TASK REQUIREMENTS
The word "check" appears in some lines of the records below; state how many lines, and nothing else.

RECORDS SUPPLIED
*** Block opens ***

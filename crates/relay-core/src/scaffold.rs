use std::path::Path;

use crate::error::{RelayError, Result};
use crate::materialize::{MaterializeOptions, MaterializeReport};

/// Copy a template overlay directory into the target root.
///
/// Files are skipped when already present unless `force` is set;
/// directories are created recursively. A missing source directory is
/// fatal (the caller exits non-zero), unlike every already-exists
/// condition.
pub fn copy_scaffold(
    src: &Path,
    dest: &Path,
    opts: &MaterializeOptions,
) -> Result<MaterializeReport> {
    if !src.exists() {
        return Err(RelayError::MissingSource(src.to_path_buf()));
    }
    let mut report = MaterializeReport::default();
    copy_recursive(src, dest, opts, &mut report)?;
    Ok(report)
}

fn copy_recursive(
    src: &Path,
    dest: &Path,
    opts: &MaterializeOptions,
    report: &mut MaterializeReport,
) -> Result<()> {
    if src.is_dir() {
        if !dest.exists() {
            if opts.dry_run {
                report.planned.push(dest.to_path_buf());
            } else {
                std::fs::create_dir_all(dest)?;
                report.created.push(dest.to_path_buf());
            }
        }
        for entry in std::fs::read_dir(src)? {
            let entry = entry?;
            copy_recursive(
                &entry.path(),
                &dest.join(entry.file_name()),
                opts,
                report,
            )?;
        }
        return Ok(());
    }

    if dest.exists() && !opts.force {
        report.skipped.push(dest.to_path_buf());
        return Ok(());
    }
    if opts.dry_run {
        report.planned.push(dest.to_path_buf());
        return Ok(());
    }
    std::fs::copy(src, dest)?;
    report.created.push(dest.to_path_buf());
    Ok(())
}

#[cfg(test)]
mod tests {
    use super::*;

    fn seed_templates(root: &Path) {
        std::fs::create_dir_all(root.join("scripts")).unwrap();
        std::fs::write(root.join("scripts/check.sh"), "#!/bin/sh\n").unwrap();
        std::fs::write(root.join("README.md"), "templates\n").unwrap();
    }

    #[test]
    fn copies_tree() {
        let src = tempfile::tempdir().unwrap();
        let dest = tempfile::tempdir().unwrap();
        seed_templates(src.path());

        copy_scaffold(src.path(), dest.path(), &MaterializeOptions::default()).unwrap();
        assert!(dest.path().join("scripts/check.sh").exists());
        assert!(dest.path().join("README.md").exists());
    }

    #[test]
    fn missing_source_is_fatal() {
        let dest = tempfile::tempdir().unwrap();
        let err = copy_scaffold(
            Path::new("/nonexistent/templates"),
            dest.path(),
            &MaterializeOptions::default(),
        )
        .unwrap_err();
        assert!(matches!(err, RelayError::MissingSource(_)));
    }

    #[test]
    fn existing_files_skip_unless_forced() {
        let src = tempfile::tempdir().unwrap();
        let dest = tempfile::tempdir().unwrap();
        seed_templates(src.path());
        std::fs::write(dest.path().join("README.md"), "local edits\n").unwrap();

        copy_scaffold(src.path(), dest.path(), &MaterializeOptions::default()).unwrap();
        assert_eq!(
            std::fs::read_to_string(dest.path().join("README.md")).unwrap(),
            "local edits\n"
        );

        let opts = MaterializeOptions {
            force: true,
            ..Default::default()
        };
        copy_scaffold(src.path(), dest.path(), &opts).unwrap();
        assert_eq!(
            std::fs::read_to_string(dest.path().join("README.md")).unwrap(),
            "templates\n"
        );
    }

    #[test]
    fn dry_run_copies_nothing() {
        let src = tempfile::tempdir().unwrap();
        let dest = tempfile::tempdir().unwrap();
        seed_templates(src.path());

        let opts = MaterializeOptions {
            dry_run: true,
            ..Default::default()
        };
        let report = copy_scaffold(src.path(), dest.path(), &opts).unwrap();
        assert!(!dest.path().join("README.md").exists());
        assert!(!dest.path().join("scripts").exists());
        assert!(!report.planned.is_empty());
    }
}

*** Block closes ***

THE ANSWER
2